| Lung Cancer Deaths Solely Responsible for the “Cancer 
                      Epidemic”The Fifty Year Decline of Cancer in 
                    America.  Published in the Journal of Clinical Oncology, 
                    Volume 19, pages 239 to 241, January 2001.  By Brad Rodu 
                    and Philip Cole (UAB TRF).Birmingham, AL - The “cancer epidemic” of the past 50 years 
                      actually consisted of one disease - cancer of the lung due to 
                      cigarette smoking, according to two UAB (University of Alabama 
                      at Birmingham) scientists in the Jan. 1 issue of the Journal 
                      of Clinical Oncology.
 “When lung cancer is excluded, 
                      mortality from all other forms of cancer combined declined 
                      continuously from 1950 to 1998, dropping 25 percent during 
                      this period,” says Dr.
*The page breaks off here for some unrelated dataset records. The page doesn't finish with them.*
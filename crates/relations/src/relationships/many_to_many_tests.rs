//! Tests for manyToMany pivot resolution, queries and attach

use pretty_assertions::assert_eq;
use serde_json::json;

use super::{ManyToManyOptions, RelationContract};
use crate::backends::Database;
use crate::error::ModelError;
use crate::loading::Preloader;
use crate::model::{ModelInstance, ModelRegistry, ModelSchema};
use crate::testing::RecordingConnection;

fn registry() -> ModelRegistry {
    let registry = ModelRegistry::new();
    registry.register(
        ModelSchema::builder("User")
            .columns(["id", "name"])
            .many_to_many("skills", ManyToManyOptions::new("Skill"))
            .many_to_many(
                "badges",
                ManyToManyOptions::new("Skill")
                    .pivot_table("user_badges")
                    .pivot_foreign_key("owner_id")
                    .pivot_related_foreign_key("badge_id"),
            )
            .build()
            .unwrap(),
    );
    registry.register(ModelSchema::builder("Skill").columns(["id", "name"]).build().unwrap());
    registry
}

fn users(registry: &ModelRegistry, ids: &[i64]) -> Vec<ModelInstance> {
    let schema = registry.get("User").unwrap();
    ids.iter()
        .map(|id| {
            let mut user = ModelInstance::from_attributes(&schema, json!({"id": id}));
            user.mark_persisted();
            user
        })
        .collect()
}

#[test]
fn test_pivot_defaults_follow_model_names() {
    let registry = registry();
    let schema = registry.get("User").unwrap();
    let skills = schema.require_relation("skills").unwrap().contract();

    let definition = skills.boot(&schema, &registry).unwrap();
    let pivot = definition.pivot.as_ref().unwrap();
    assert_eq!(pivot.table, "skill_user");
    assert_eq!(pivot.foreign_key, "user_id");
    assert_eq!(pivot.related_foreign_key, "skill_id");
    assert_eq!(pivot.related_key.column, "id");
}

#[test]
fn test_eager_query_joins_pivot_before_scoping() {
    let registry = registry();
    let db = Database::new().with_connection("primary", RecordingConnection::new("primary"));
    let schema = registry.get("User").unwrap();
    let parents = users(&registry, &[1, 2]);

    let query = schema
        .require_relation("skills")
        .unwrap()
        .contract()
        .get_eager_query(&schema, &registry, &parents, db.client(parents[0].options()).unwrap())
        .unwrap();

    assert_eq!(
        query.to_sql(),
        "SELECT skills.*, skill_user.user_id AS pivot_user_id, skill_user.skill_id AS pivot_skill_id \
         FROM skills INNER JOIN skill_user ON skills.id = skill_user.skill_id \
         WHERE skill_user.user_id IN (1, 2)"
    );
}

#[test]
fn test_self_referencing_pivot_needs_distinct_columns() {
    let registry = ModelRegistry::new();
    registry.register(
        ModelSchema::builder("User")
            .columns(["id", "name"])
            .many_to_many("friends", ManyToManyOptions::new("User"))
            .many_to_many(
                "followers",
                ManyToManyOptions::new("User")
                    .pivot_table("follows")
                    .pivot_foreign_key("followed_id")
                    .pivot_related_foreign_key("follower_id"),
            )
            .build()
            .unwrap(),
    );
    let schema = registry.get("User").unwrap();

    let friends = schema.require_relation("friends").unwrap().contract();
    assert!(matches!(
        friends.boot(&schema, &registry),
        Err(ModelError::Schema(message)) if message.contains("user_id")
    ));
    assert!(!friends.is_booted());

    let db = Database::new().with_connection("primary", RecordingConnection::new("primary"));
    let parent = users(&registry, &[1]).remove(0);
    let query = schema
        .require_relation("followers")
        .unwrap()
        .contract()
        .get_query(&schema, &registry, &parent, db.client(parent.options()).unwrap())
        .unwrap();
    assert_eq!(
        query.to_sql(),
        "SELECT users.*, follows.followed_id AS pivot_followed_id, follows.follower_id AS pivot_follower_id \
         FROM users INNER JOIN follows ON users.id = follows.follower_id \
         WHERE follows.followed_id = 1"
    );
}

#[test]
fn test_explicit_pivot_columns() {
    let registry = registry();
    let db = Database::new().with_connection("primary", RecordingConnection::new("primary"));
    let schema = registry.get("User").unwrap();
    let parent = users(&registry, &[3]).remove(0);

    let query = schema
        .require_relation("badges")
        .unwrap()
        .contract()
        .get_query(&schema, &registry, &parent, db.client(parent.options()).unwrap())
        .unwrap();

    assert_eq!(
        query.to_sql(),
        "SELECT skills.*, user_badges.owner_id AS pivot_owner_id, user_badges.badge_id AS pivot_badge_id \
         FROM skills INNER JOIN user_badges ON skills.id = user_badges.badge_id \
         WHERE user_badges.owner_id = 3"
    );
}

#[tokio::test]
async fn test_preload_groups_by_pivot_column() {
    let registry = registry();
    let connection = RecordingConnection::new("primary").with_rows(
        "skills",
        vec![
            json!({"id": 10, "name": "Rust", "pivot_user_id": 1, "pivot_skill_id": 10}),
            json!({"id": 11, "name": "SQL", "pivot_user_id": 1, "pivot_skill_id": 11}),
            json!({"id": 10, "name": "Rust", "pivot_user_id": 2, "pivot_skill_id": 10}),
        ],
    );
    let db = Database::new().with_connection("primary", connection.clone());
    let schema = registry.get("User").unwrap();
    let mut parents = users(&registry, &[1, 2]);

    Preloader::new()
        .preload("skills")
        .run(&schema, &registry, &mut parents, &db)
        .await
        .unwrap();

    let names = |user: &ModelInstance| -> Vec<serde_json::Value> {
        user.related("skills")
            .unwrap()
            .iter()
            .map(|skill| skill.attribute("name").cloned().unwrap())
            .collect()
    };
    assert_eq!(names(&parents[0]), vec![json!("Rust"), json!("SQL")]);
    assert_eq!(names(&parents[1]), vec![json!("Rust")]);

    let skill = &parents[1].related("skills").unwrap().as_many()[0];
    assert_eq!(skill.extra("pivot_user_id"), Some(&json!(2)));
    assert_eq!(connection.queries_for("skills").len(), 1);
}

#[tokio::test]
async fn test_attach_inserts_pivot_rows() {
    let registry = registry();
    let connection = RecordingConnection::new("primary");
    let db = Database::new().with_connection("primary", connection.clone());
    let schema = registry.get("User").unwrap();
    let parent = users(&registry, &[7]).remove(0);

    let relation = match schema.require_relation("skills").unwrap() {
        super::Relation::ManyToMany(relation) => relation,
        other => panic!("unexpected relation {:?}", other),
    };
    let inserted = relation
        .attach(&schema, &registry, &parent, vec![10, 11], &db)
        .await
        .unwrap();

    assert_eq!(inserted, 2);
    let queries = connection.queries_for("skill_user");
    assert_eq!(queries.len(), 2);
    assert_eq!(queries[0].sql, "INSERT INTO skill_user (user_id, skill_id) VALUES ($1, $2)");
    assert_eq!(queries[1].bindings, vec![json!(7), json!(11)]);
}

#[tokio::test]
async fn test_save_and_create_are_unsupported() {
    let registry = registry();
    let db = Database::new().with_connection("primary", RecordingConnection::new("primary"));
    let schema = registry.get("User").unwrap();
    let parent = users(&registry, &[1]).remove(0);
    let relation = schema.require_relation("skills").unwrap();

    let mut skill = ModelInstance::from_attributes(&registry.get("Skill").unwrap(), json!({"name": "Go"}));
    let saved = relation.save(&schema, &registry, &parent, &mut skill, &db).await;
    let created = relation.create(&schema, &registry, &parent, json!({"name": "Go"}), &db).await;

    for result in [saved.map(|_| ()), created.map(|_| ())] {
        assert!(matches!(
            result,
            Err(ModelError::RelationSaveUnsupported { ref kind, .. }) if kind == "manyToMany"
        ));
    }
}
Brad Rodu, lead author of the study. 
                      Rodu, an oral pathologist, wrote the paper with Dr. Philip 
                      Cole, an epidemiologist. The two experts attributed the 
                      decline in mortality primarily to advances in cancer treatment 
                      as well as to screening programs and early diagnosis. The 
                      analysis is good news for cancer patients and a vindication of 
                      cancer research and policy, Rodu says. “One of the most 
                      intractable of human illnesses is clearly in retreat.”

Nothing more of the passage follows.